* WORK INSTRUCTIONS:
Only the lines from the one with "if let Err(e)" through the end of the material, both ends included, should be retyped exactly.

* EXCERPTED RECORDS:
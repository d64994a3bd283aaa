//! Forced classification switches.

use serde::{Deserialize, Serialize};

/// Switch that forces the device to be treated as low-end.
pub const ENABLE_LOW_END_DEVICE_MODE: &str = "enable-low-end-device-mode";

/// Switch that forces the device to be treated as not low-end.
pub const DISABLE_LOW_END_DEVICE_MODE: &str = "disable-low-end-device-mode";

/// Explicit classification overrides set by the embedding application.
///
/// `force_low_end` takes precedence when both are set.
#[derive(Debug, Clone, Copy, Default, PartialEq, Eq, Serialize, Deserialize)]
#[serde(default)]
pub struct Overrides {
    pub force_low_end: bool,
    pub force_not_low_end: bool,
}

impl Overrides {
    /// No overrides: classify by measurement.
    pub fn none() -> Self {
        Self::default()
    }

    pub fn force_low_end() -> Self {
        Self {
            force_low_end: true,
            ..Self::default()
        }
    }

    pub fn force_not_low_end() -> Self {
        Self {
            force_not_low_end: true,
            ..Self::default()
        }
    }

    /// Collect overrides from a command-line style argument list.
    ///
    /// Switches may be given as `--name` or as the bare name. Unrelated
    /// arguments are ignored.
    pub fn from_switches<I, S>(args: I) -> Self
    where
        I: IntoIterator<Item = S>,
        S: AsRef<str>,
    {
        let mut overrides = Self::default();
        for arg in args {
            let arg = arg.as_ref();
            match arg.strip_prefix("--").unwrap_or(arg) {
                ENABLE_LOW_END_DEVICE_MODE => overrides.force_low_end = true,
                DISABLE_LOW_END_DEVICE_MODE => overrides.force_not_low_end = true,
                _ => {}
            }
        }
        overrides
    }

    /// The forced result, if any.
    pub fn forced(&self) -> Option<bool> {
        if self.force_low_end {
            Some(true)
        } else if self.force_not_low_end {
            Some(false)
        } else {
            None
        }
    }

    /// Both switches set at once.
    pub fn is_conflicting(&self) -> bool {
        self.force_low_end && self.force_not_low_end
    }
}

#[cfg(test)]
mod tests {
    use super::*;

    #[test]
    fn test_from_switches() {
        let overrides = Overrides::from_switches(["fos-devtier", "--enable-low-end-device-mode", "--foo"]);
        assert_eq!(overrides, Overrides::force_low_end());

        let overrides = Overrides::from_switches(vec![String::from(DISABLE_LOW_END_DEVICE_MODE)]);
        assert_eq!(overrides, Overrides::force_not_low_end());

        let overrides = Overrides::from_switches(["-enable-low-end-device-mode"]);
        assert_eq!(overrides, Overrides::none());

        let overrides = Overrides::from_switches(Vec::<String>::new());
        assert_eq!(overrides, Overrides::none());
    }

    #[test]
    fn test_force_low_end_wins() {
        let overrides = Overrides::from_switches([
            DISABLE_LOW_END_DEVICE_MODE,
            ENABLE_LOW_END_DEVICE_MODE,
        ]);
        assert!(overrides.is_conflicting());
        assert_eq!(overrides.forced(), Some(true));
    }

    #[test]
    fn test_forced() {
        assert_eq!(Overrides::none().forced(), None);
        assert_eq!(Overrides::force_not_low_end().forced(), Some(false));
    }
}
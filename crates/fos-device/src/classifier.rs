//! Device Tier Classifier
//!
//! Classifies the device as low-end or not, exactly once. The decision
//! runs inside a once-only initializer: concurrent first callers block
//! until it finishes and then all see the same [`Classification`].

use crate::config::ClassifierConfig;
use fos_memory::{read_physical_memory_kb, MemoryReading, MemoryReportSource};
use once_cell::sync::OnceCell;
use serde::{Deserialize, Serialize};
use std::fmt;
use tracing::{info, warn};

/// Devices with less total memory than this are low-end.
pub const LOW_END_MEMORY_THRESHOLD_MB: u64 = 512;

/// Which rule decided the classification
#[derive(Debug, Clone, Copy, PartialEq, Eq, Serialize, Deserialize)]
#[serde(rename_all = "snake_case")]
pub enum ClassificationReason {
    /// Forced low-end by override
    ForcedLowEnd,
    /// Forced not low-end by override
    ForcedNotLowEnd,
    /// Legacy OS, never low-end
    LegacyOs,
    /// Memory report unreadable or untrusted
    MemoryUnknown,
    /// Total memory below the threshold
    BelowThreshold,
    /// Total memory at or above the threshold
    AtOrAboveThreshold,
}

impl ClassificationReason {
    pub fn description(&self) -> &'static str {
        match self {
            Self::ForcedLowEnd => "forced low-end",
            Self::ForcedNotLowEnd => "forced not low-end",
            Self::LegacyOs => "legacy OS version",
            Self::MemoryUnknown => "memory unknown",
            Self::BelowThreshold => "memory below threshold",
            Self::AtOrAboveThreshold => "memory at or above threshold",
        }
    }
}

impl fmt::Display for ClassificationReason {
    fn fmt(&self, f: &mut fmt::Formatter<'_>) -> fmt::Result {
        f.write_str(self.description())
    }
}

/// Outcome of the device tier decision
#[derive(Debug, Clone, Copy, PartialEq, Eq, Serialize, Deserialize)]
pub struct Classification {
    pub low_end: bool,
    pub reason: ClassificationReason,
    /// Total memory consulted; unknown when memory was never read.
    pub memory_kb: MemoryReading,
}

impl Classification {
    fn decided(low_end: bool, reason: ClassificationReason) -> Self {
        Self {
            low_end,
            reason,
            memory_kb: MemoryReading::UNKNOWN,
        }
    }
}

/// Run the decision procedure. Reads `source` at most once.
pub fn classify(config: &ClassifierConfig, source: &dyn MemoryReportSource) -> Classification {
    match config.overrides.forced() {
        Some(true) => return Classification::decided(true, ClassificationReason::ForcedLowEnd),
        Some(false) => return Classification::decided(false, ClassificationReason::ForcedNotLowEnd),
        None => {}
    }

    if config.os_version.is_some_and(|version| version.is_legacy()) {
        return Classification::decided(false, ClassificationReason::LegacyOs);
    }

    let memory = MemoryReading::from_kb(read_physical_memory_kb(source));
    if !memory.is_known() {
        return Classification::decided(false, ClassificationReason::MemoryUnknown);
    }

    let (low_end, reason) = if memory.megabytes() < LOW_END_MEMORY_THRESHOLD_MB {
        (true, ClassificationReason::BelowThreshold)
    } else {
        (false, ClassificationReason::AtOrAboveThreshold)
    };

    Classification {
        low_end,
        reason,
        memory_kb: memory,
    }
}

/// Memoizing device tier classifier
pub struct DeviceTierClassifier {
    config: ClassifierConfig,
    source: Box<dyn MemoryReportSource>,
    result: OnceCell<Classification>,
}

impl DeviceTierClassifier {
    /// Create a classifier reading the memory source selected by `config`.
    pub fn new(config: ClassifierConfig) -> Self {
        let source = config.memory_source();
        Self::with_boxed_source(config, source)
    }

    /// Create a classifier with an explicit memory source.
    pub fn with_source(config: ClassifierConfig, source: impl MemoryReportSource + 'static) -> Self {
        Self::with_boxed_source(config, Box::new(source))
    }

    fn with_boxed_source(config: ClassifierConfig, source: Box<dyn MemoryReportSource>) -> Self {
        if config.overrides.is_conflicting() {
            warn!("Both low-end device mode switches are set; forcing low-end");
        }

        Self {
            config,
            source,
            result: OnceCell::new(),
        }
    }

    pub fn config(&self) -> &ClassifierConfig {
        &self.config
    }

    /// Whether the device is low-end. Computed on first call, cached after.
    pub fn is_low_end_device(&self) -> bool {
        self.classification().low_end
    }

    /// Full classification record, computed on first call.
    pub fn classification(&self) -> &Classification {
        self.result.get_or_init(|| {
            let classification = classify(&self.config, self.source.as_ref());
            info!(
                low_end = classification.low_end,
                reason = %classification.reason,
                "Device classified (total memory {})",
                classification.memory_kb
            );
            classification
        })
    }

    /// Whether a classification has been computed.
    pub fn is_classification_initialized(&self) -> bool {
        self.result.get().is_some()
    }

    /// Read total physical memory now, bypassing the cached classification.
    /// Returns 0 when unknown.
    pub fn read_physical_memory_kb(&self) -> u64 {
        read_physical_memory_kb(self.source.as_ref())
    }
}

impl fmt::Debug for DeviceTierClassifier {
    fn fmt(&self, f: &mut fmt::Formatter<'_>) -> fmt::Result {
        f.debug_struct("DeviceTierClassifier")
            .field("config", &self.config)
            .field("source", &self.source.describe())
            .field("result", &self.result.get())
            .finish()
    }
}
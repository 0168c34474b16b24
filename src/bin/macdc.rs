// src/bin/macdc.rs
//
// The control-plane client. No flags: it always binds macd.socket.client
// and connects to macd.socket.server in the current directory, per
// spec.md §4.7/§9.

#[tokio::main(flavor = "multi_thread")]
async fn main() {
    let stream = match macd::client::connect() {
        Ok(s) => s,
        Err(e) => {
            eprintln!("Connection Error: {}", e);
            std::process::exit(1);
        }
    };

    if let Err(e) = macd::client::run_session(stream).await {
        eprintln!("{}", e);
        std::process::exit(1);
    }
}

* EXPECTED OUTPUT:
    if let Err(e) = macd::client::run_session(stream).await {
        eprintln!("{}", e);
        std::process::exit(1);
    }
}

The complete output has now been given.